А вообще, уже после "Чайки", которую у нас ставил Владимир Опанасенко, мне один актер сказал: "Вот ты и проснулся знаменитым". Я играл Треплева. После того, как мы сыграли этот спектакль в Москве, в Театре Маяковского, меня зовут в администраторскую. Там уже Лариса Кадырова, которая играла Нину Заречную, Сергей Данченко. И сидят два выдающихся критика -- Марков и Раевский. И Иван Семенович Козловский. Иван Семенович подходит ко мне (он меня маленьким, конечно, не помнит) и говорит: "Мне очень понравился ваш тембр голоса!" А мне Кадырова все время говорила: "У тебя такой противный голос!"

-- Оч-чень ласково!

-- Ну я люблю петь! Оперные арии, подурачиться люблю... Это такой свой комплекс. Моя мечта была -- петь! Я когда слышу, что красиво поют -- Федор Стригун с Тасей Литвиненко как запоют -- я млею, у меня слезы на глазах, подпевать начинаю, а они: "Да не сбивай ты нас!" (Смех.) И тут мне Иван Семенович говорит: "Фирма "Мелодия" будет записывать "Наталку Полтавку". Мне очень понравился ваш тембр, я хочу, чтобы вы спели партию Мыколы". Я имел такую сатисфакцию!.. Но перепугался страшно. Я же не спою! Говорю: "Ой, Иван Семенович, я же снимаюсь... А когда запись? Ой, у меня как раз кино, я еду на Кавказ, меня не будет..."

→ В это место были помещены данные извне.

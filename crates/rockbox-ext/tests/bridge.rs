mod common;

use common::{engine_commands, engine_server, test_bridge, TRACKS};
use rockbox_ext::{ErrorKind, OpError};
use serde_json::{json, Value};

async fn load_tracks(bridge: &rockbox_ext::Bridge) {
    bridge
        .call("playlist.insertTracks", vec![json!("last"), json!(TRACKS)])
        .await
        .unwrap();
}

#[tokio::test]
async fn test_every_call_settles_once() {
    let server = engine_server().await;
    let tmp = tempfile::tempdir().unwrap();
    let bridge = test_bridge(&server, tmp.path()).await;
    load_tracks(&bridge).await;

    let handles: Vec<_> = [
        ("playback.play", vec![]),
        ("playback.status", vec![]),
        ("playlist.amount", vec![]),
        ("sound.adjustVolume", vec![json!(1)]),
        ("system.getGlobalStatus", vec![]),
        ("playback.pause", vec![]),
        ("playback.status", vec![]),
    ]
    .into_iter()
    .map(|(path, args)| bridge.call(path, args))
    .collect();
    let ids: Vec<_> = handles.iter().map(|h| h.id()).collect();

    for handle in handles {
        handle.await.unwrap();
    }
    assert_eq!(bridge.dispatcher().pending_count(), 0);
    for id in ids {
        assert!(!bridge.dispatcher().cancel(id), "call settled twice");
    }
}

#[tokio::test]
async fn test_type_mismatch_is_argument_error() {
    let server = engine_server().await;
    let tmp = tempfile::tempdir().unwrap();
    let bridge = test_bridge(&server, tmp.path()).await;

    let err = bridge
        .call("playlist.removeTracks", vec![json!("0")])
        .await
        .unwrap_err();
    assert_eq!(err.kind(), ErrorKind::ArgumentError);
    assert_eq!(err.to_script().parameter.as_deref(), Some("positions"));

    let err = bridge
        .call("playback.fastForwardRewind", vec![json!(-5)])
        .await
        .unwrap_err();
    assert_eq!(err.kind(), ErrorKind::ArgumentError);

    let err = bridge
        .call("sound.setPitch", vec![json!(2500)])
        .await
        .unwrap_err();
    assert_eq!(err.kind(), ErrorKind::ArgumentError);
    assert!(engine_commands(&server).await.is_empty());
}

#[tokio::test]
async fn test_pause_twice_stays_paused() {
    let server = engine_server().await;
    let tmp = tempfile::tempdir().unwrap();
    let bridge = test_bridge(&server, tmp.path()).await;
    load_tracks(&bridge).await;

    bridge.call("playback.play", vec![]).await.unwrap();
    bridge.call("playback.pause", vec![]).await.unwrap();
    bridge.call("playback.pause", vec![]).await.unwrap();

    let status = bridge.call("playback.status", vec![]).await.unwrap();
    assert_eq!(status, json!(3));
    assert_eq!(engine_commands(&server).await, vec!["play", "pause"]);

    let resume = bridge.call("playlist.getResumeInfo", vec![]).await.unwrap();
    assert_eq!(resume["index"], 0);
}

#[tokio::test]
async fn test_resume_while_stopped_is_rejected() {
    let server = engine_server().await;
    let tmp = tempfile::tempdir().unwrap();
    let bridge = test_bridge(&server, tmp.path()).await;

    let err = bridge.call("playback.resume", vec![]).await.unwrap_err();
    assert_eq!(err.kind(), ErrorKind::InvalidStateTransition);
    let err = bridge.call("playback.play", vec![]).await.unwrap_err();
    assert_eq!(err.kind(), ErrorKind::InvalidStateTransition);
}

#[tokio::test]
async fn test_removing_before_cursor_shifts_it() {
    let server = engine_server().await;
    let tmp = tempfile::tempdir().unwrap();
    let bridge = test_bridge(&server, tmp.path()).await;
    load_tracks(&bridge).await;

    bridge.call("playlist.start", vec![json!(1)]).await.unwrap();
    bridge
        .call("playlist.removeTracks", vec![json!([0])])
        .await
        .unwrap();

    let current = bridge.call("playlist.getCurrent", vec![]).await.unwrap();
    assert_eq!(current["index"], 0);
    assert_eq!(current["amount"], 2);
    assert_eq!(current["tracks"][0], TRACKS[1]);

    let playing = bridge.call("playback.currentTrack", vec![]).await.unwrap();
    assert_eq!(playing["path"], TRACKS[1]);
    assert_eq!(playing["index"], 0);
    assert_eq!(playing["title"], "02 Sexy Boy");

    bridge.call("playback.pause", vec![]).await.unwrap();
    let resume = bridge.call("playlist.getResumeInfo", vec![]).await.unwrap();
    assert_eq!(resume["index"], 0);

    bridge.call("playback.hardStop", vec![]).await.unwrap();
    bridge.call("playlist.resumeTrack", vec![]).await.unwrap();
    let playing = bridge.call("playback.currentTrack", vec![]).await.unwrap();
    assert_eq!(playing["path"], TRACKS[1]);
}

#[tokio::test]
async fn test_overlapping_inserts_apply_in_order() {
    let server = engine_server().await;
    let tmp = tempfile::tempdir().unwrap();
    let bridge = test_bridge(&server, tmp.path()).await;

    let handles: Vec<_> = TRACKS
        .iter()
        .rev()
        .map(|track| bridge.call("rb.playlist.insertTracks", vec![json!("prepend"), json!([track])]))
        .collect();
    for handle in handles {
        handle.await.unwrap();
    }

    let current = bridge.call("playlist.getCurrent", vec![]).await.unwrap();
    assert_eq!(current["tracks"], json!(TRACKS));
}

#[tokio::test]
async fn test_unknown_album_is_null() {
    let server = engine_server().await;
    let tmp = tempfile::tempdir().unwrap();
    let bridge = test_bridge(&server, tmp.path()).await;

    let album = bridge
        .call("library.album.getAlbum", vec![json!("moon-safari")])
        .await
        .unwrap();
    assert_eq!(album, Value::Null);
    let artists = bridge.call("library.artist.getArtists", vec![]).await.unwrap();
    assert_eq!(artists, json!([]));
}

#[tokio::test]
async fn test_browse_cannot_escape_library() {
    let server = engine_server().await;
    let tmp = tempfile::tempdir().unwrap();
    let bridge = test_bridge(&server, tmp.path()).await;

    let err = bridge
        .call("browse.getEntries", vec![json!("../../etc")])
        .await
        .unwrap_err();
    assert_eq!(err.kind(), ErrorKind::PathNotFound);

    let entries = bridge
        .call("browse.getEntries", vec![json!("/Air")])
        .await
        .unwrap();
    assert_eq!(entries[0]["name"], "Air/Moon Safari");
}

#[tokio::test]
async fn test_saved_settings_reach_engine_and_disk() {
    let server = engine_server().await;
    let tmp = tempfile::tempdir().unwrap();
    let bridge = test_bridge(&server, tmp.path()).await;

    let saved = bridge
        .call("settings.saveSettings", vec![json!({ "volume": -10, "repeat_mode": 1 })])
        .await
        .unwrap();
    assert_eq!(saved["volume"], -10);
    assert_eq!(engine_commands(&server).await, vec!["sound/volume"]);

    let on_disk = std::fs::read_to_string(bridge.config().settings_file()).unwrap();
    assert!(on_disk.contains("volume = -10"));

    let err = bridge
        .call("settings.saveSettings", vec![json!({ "volume": 40 })])
        .await
        .unwrap_err();
    assert_eq!(err.kind(), ErrorKind::ArgumentError);
    let current = bridge.call("sound.soundCurrent", vec![json!("volume")]).await.unwrap();
    assert_eq!(current, json!(-10));
}

#[tokio::test]
async fn test_engine_failure_is_internal() {
    let server = wiremock::MockServer::start().await;
    wiremock::Mock::given(wiremock::matchers::method("PUT"))
        .respond_with(wiremock::ResponseTemplate::new(503))
        .mount(&server)
        .await;
    let tmp = tempfile::tempdir().unwrap();
    let bridge = test_bridge(&server, tmp.path()).await;
    load_tracks(&bridge).await;

    let err = bridge.call("playback.play", vec![]).await.unwrap_err();
    assert!(matches!(err, OpError::Internal(_)));
    assert!(!err.to_string().contains("503"));
    let status = bridge.call("playback.status", vec![]).await.unwrap();
    assert_eq!(status, json!(0));
}

#[tokio::test]
async fn test_shutdown_cancels_new_calls() {
    let server = engine_server().await;
    let tmp = tempfile::tempdir().unwrap();
    let bridge = test_bridge(&server, tmp.path()).await;

    bridge.shutdown().await;
    let err = bridge.call("playlist.amount", vec![]).await.unwrap_err();
    assert!(matches!(err, OpError::Cancelled));
}

#[tokio::test]
async fn test_typescript_and_description() {
    let server = engine_server().await;
    let tmp = tempfile::tempdir().unwrap();
    let bridge = test_bridge(&server, tmp.path()).await;

    let ts = bridge.projection().typescript();
    assert!(ts.contains("declare const rb: Rb;"));
    assert!(ts.contains("  pause(): Promise<void>;"));
    assert!(ts.contains("  readonly PLAYING: 1;"));
    assert!(ts.contains("insertTracks(position: number | InsertPositionName, tracks: string[])"));
    assert!(ts.contains("getAlbum(id: string): Promise<Album | null>;"));

    let described = bridge.projection().describe();
    assert_eq!(described["playback"]["PAUSED"], json!({ "const": 3 }));
    assert_eq!(described["sound"]["setPitch"]["op"], "sound.setPitch");
    assert_eq!(described["playlist"]["PLAYLIST_INSERT_LAST"], json!({ "const": -3 }));
}

#[tokio::test]
async fn test_sound_extras_reach_engine() {
    let server = engine_server().await;
    let tmp = tempfile::tempdir().unwrap();
    let bridge = test_bridge(&server, tmp.path()).await;

    let phys = bridge
        .call("sound.soundVal2Phys", vec![json!("bass"), json!(6)])
        .await
        .unwrap();
    assert_eq!(phys, json!(60));
    let clicked = bridge.call("sound.keyClickClick", vec![]).await.unwrap();
    assert_eq!(clicked, json!(false));

    bridge
        .call("sound.beepPlay", vec![json!(880), json!(100), json!(1000)])
        .await
        .unwrap();
    bridge
        .call("sound.pcmSetLowLatency", vec![json!(true)])
        .await
        .unwrap();
    let low = bridge.call("sound.pcmGetLowLatency", vec![]).await.unwrap();
    assert_eq!(low, json!(true));
    assert_eq!(engine_commands(&server).await, vec!["beep", "pcmbuf/low_latency"]);

    let err = bridge
        .call("sound.beepPlay", vec![json!(5), json!(100), json!(1000)])
        .await
        .unwrap_err();
    assert_eq!(err.kind(), ErrorKind::ArgumentError);
}

#[tokio::test]
async fn test_operation_ids_are_not_paths() {
    let server = engine_server().await;
    let tmp = tempfile::tempdir().unwrap();
    let bridge = test_bridge(&server, tmp.path()).await;

    let err = bridge
        .call("library.getAlbum", vec![json!("moon-safari")])
        .await
        .unwrap_err();
    assert_eq!(err.kind(), ErrorKind::UnknownOperation);
}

-- По-моему, довольно показательный момент: вы отказались от такой заманчивой перспективы -- чтобы, не дай Бог, "не ударить лицом в грязь"... Это был единственный случай, когда вы отказались от работы потому, что боялись не справиться?

-- Много было. Там, где вокал, я отказывался. Там, где кони, отказываюсь. Только Ежи Гоффмана я обманул...

-- Как вам это удалось?

-- Он из Варшавы позвонил, пригласил сниматься в "Огнем и мечом". Я дал согласие. Через неделю звонит: "Богдашка, ты сидишь на лошади?" -- "Сижу". Ну он же не спрашивал, или я езжу? И вот, когда пришел момент мне садиться на лошадь -- мне так страшно стало! Потому что в "Білому птасі" меня конь выкинул из седла, и я упал на заборчик из колючей проволоки. Слава Богу, она мне где-то тут влезла (показывает на плечо)... Да я к коню близко не подойду! А тут -- такой роскошный кабардинец, специально для Хмельницкого подбирали. Думаю: "Господи! Пройди, тот тяжкий час, когда мне надо будет сесть на этого коня!" (Смех сквозь слезы.) Я подхожу к Гоффману: "Юрчику, я не сяду! Я боюсь. Может, какой-нибудь дублер?" -- "Знаешь что, Богдан? Это не штука -- уметь ездить на лошади. Штука -- уметь сыграть, что ты умеешь ездить на лошади". Я сел на коня и поехал. Вот как может подействовать одно слово режиссера: ты просто садишься и едешь...

"ТЫ ЕМУ О ЗАРПЛАТЕ, А ОН ТЕБЕ -- ОБ ИСКУССТВЕ"

-- Богдан Сильвестрович, помните ли вы свою первую встречу с Сергеем Данченко?

-- Это была пьеса Виктора Розова "В дороге". 1966-67-й год. Хотя мы до этого были знакомы. Он работал в театре юного зрителя, мы ходили на его спектакли...

-- Вы с ним сразу "спелись"?

-- Ну как -- сразу? У него была очень интересная способность: он мог с тобой ходить и часами разговаривать об искусстве. Ты ныл, что тебе надо зарплату, что у тебя маленький ребенок, "что ж мне эти 90 рублей, вот бы на 10 рублей больше..." А он говорил: "Это все будет. Главное -- выйти и хорошо сыграть". И мы могли так ходить до трех, четырех часов ночи. И он тебя настраивал, что все закулисные разговоры и "понты" -- суета. Если ты актер, ты должен это доказывать не в буфете, не на улице, не в прессе, а на сцене.

-- Сейчас у вас в театре приступил к репетициям "Царя Эдипа" Роберт Стуруа...

-- Ой, какие репетиции! Какая это прелесть, какая радость! Как он любит актеров! Уже полтруппы просится поприсутствовать.

-- А он пускает?

-- Ну-у... Пускает. Женщин. Мужчин как-то так, не очень. Он такой мудрый и при этом такой непосредственный! И это так хорошо, что взяли именно Софокла! Недаром Курбас говорил, что театр должен постоянно возвращаться к древнегреческой трагедии. Потому что это наши истоки. Я Стуруа предложил на выбор: "Учитель истории, или Одноногий солдат" Леонида Первомайского, "Пер Гюнт" Ибсена или "на ваше усмотрение древнегреческую трагедию или комедию". Он выбрал "Царя Эдипа".

-- И Эдип -- вы?

-- Я -- Эдип. Теперь я уже могу это сказать, хотя знал давно. У Стуруа на репетициях я сижу, как ребенок! Я очень люблю хороших режиссеров. Я им отдаюсь полностью. Они ставят такие интересные задачи! Мне Валерий Фокин в Москве говорил: "Почему ты меня не посылаешь?" Я: "Не понял". -- "Да меня знаешь какие козявки-артисты посылали?" Чтобы я режиссера посылал? Такого не было. Ну если уж он полный... Тогда рядом с ним сам начинаешь тупеть. Вот тогда уже говоришь: "Нате вам роль, и дайте мне покой. Дай вам Бог здоровья и успехов, только не мучайте меня".